◆ Exercise goal ◆
Copy exactly, please, each line of the data below until the line that contains "let kind = match" has been copied, beginning at the top.

◆ Records for this task ◆

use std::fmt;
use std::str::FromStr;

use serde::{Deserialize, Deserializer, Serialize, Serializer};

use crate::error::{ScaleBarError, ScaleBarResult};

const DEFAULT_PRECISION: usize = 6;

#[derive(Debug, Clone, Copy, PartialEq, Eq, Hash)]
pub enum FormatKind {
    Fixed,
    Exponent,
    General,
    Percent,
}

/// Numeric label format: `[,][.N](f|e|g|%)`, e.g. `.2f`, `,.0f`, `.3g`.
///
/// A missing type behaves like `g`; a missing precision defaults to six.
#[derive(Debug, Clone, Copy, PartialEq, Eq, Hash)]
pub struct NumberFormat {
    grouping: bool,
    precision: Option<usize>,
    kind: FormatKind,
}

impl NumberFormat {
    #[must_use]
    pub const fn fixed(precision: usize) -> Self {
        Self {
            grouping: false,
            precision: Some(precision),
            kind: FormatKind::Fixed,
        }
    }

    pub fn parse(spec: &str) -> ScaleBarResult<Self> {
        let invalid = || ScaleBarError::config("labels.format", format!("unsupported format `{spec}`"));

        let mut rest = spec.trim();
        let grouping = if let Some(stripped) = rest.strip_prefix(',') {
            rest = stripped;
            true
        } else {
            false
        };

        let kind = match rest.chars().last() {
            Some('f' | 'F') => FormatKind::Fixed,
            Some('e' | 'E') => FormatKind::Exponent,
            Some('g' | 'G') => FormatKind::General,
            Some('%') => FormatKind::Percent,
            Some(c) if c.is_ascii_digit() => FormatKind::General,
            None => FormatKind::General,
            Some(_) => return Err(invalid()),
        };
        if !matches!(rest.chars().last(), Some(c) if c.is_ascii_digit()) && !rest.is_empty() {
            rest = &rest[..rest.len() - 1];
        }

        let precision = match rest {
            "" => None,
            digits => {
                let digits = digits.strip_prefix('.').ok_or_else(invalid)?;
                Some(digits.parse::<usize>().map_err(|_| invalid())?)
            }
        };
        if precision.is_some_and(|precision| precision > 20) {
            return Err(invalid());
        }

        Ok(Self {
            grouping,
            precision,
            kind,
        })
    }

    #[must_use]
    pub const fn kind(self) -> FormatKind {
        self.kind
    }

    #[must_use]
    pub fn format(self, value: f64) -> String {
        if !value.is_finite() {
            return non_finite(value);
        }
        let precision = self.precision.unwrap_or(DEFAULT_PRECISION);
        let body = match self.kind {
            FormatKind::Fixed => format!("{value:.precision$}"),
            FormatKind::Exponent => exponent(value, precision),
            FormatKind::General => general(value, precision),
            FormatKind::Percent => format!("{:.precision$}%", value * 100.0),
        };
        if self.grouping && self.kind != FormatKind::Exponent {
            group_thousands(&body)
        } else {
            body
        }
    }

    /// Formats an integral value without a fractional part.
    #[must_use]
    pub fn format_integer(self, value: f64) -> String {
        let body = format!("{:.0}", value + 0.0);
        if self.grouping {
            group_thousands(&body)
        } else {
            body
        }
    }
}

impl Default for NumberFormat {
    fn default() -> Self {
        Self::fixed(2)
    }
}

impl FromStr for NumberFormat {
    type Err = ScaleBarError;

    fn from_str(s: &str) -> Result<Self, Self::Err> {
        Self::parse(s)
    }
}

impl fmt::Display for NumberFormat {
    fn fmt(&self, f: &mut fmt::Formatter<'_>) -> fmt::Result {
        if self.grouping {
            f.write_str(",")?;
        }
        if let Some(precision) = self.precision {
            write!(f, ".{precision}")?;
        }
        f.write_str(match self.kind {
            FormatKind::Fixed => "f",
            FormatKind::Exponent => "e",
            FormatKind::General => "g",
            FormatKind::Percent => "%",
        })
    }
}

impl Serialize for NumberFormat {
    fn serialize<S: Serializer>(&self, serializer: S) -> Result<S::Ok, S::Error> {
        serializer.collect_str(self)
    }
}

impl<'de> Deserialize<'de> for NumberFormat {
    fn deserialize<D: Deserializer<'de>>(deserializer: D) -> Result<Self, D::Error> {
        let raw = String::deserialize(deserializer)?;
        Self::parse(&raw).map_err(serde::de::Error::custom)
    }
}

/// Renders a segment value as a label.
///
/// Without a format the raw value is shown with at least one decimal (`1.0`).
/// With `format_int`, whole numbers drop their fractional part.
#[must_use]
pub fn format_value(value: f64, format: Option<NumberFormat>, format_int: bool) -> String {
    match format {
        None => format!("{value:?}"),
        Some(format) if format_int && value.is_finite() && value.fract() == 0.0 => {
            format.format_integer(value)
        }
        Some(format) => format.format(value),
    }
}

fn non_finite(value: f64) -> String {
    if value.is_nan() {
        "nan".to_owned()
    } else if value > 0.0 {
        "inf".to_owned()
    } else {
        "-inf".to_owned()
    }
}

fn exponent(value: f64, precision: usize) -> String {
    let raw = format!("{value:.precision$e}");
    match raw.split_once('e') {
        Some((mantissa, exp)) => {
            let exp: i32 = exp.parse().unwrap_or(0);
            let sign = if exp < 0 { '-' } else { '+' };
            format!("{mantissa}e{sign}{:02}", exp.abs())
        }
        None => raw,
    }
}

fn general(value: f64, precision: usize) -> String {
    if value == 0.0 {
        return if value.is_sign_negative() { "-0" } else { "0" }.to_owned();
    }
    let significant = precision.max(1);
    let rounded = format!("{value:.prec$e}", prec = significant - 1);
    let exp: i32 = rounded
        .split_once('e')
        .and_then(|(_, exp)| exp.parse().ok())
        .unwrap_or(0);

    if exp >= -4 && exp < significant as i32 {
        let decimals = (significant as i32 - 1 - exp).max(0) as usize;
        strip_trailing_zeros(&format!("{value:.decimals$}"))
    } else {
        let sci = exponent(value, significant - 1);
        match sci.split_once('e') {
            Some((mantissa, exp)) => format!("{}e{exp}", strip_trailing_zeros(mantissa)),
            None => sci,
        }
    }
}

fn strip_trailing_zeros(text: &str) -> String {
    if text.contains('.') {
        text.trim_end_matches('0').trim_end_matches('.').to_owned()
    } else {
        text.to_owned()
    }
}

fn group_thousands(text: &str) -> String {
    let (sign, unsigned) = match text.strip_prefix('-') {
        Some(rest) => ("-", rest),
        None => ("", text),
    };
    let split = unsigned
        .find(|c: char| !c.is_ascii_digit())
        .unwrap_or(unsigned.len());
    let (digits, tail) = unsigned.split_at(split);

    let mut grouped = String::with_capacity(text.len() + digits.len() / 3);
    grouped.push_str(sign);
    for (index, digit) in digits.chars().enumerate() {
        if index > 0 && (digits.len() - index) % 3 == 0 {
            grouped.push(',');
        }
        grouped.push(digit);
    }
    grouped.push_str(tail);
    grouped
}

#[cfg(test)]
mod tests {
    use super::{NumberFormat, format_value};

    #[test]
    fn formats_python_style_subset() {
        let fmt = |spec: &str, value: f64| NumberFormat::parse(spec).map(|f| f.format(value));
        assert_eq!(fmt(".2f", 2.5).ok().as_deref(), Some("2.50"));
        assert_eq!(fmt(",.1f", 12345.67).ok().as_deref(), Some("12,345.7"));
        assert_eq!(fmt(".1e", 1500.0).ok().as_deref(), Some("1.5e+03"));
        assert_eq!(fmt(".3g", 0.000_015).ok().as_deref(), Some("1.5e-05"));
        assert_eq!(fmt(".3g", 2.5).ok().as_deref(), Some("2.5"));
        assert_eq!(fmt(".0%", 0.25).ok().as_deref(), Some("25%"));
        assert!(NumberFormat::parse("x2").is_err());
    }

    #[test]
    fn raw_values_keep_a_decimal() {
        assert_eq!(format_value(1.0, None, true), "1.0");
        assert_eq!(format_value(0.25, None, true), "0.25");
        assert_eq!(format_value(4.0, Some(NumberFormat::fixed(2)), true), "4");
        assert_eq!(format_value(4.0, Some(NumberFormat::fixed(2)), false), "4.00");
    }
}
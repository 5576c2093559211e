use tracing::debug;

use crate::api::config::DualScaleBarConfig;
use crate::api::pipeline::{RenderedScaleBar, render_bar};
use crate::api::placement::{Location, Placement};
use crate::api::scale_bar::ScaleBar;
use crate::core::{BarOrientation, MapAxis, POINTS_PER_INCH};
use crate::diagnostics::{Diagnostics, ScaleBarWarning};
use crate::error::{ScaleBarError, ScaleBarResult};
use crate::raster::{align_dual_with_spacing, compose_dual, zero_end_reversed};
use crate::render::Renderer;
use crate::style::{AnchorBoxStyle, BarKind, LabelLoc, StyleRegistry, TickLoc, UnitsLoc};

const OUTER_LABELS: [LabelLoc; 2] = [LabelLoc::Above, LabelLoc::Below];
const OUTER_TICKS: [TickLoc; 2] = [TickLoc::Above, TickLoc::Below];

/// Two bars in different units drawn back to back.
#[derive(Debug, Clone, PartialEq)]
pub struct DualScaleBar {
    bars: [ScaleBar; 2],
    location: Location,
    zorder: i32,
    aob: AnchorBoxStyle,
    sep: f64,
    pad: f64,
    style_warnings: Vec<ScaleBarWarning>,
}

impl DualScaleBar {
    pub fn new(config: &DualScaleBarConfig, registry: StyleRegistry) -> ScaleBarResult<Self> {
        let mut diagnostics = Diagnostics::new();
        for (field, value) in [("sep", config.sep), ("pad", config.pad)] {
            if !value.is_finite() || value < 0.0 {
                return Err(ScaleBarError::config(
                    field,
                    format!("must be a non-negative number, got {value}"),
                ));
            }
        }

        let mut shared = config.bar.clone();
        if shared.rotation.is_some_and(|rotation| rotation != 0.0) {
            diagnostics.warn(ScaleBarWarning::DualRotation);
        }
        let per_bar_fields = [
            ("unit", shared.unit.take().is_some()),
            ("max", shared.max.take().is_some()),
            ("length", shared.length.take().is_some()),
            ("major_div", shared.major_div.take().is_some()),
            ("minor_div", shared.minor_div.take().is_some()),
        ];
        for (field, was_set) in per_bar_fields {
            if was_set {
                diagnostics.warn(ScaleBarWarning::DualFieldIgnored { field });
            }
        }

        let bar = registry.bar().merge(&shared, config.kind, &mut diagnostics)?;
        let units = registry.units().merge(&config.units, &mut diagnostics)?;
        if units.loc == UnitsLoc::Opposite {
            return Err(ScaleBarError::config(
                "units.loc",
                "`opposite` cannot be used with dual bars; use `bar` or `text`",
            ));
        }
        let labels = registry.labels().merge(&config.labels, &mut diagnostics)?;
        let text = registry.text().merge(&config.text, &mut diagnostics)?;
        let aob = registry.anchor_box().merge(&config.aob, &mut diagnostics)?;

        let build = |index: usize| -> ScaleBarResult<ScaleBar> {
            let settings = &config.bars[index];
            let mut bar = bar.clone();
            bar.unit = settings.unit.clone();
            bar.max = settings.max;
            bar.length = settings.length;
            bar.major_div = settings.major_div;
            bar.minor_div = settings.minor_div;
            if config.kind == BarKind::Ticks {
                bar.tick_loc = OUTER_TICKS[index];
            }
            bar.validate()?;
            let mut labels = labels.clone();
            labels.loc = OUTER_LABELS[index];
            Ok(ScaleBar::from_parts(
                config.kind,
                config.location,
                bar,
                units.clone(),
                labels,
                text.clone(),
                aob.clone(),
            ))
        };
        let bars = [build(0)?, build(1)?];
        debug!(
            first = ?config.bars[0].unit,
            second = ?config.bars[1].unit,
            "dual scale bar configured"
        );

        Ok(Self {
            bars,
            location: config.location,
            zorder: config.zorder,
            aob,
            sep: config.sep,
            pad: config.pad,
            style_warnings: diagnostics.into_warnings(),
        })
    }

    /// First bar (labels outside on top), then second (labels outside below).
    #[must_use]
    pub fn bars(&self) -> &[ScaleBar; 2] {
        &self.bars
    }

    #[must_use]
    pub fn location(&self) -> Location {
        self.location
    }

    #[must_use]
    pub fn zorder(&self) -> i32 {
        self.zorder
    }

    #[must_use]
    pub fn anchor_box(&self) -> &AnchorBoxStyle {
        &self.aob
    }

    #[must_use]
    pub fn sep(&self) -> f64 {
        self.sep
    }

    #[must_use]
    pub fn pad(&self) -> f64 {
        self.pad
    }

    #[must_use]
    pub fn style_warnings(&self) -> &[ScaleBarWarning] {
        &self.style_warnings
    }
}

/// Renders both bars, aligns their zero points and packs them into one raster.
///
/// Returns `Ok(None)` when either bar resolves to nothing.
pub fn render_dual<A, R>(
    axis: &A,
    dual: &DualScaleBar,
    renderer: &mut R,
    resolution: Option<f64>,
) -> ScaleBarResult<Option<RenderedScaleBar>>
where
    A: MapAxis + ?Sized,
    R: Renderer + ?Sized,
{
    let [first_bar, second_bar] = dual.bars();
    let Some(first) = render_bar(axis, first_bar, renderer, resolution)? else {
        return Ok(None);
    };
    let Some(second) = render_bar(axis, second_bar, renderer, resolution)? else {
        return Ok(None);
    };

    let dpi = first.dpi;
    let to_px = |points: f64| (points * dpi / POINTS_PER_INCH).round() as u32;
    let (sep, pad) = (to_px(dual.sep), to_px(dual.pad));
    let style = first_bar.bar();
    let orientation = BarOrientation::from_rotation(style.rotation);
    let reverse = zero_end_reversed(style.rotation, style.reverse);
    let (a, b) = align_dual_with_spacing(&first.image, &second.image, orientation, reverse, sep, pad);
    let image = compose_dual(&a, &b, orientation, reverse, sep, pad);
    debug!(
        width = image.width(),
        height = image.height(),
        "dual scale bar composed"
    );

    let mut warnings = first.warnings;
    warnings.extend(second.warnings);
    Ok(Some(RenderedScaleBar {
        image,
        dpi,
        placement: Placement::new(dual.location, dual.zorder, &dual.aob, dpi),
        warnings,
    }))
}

◆ Task solution ◆
use std::fmt;
use std::str::FromStr;

use serde::{Deserialize, Deserializer, Serialize, Serializer};

use crate::error::{ScaleBarError, ScaleBarResult};

const DEFAULT_PRECISION: usize = 6;

#[derive(Debug, Clone, Copy, PartialEq, Eq, Hash)]
pub enum FormatKind {
    Fixed,
    Exponent,
    General,
    Percent,
}

/// Numeric label format: `[,][.N](f|e|g|%)`, e.g. `.2f`, `,.0f`, `.3g`.
///
/// A missing type behaves like `g`; a missing precision defaults to six.
#[derive(Debug, Clone, Copy, PartialEq, Eq, Hash)]
pub struct NumberFormat {
    grouping: bool,
    precision: Option<usize>,
    kind: FormatKind,
}

impl NumberFormat {
    #[must_use]
    pub const fn fixed(precision: usize) -> Self {
        Self {
            grouping: false,
            precision: Some(precision),
            kind: FormatKind::Fixed,
        }
    }

    pub fn parse(spec: &str) -> ScaleBarResult<Self> {
        let invalid = || ScaleBarError::config("labels.format", format!("unsupported format `{spec}`"));

        let mut rest = spec.trim();
        let grouping = if let Some(stripped) = rest.strip_prefix(',') {
            rest = stripped;
            true
        } else {
            false
        };

        let kind = match rest.chars().last() {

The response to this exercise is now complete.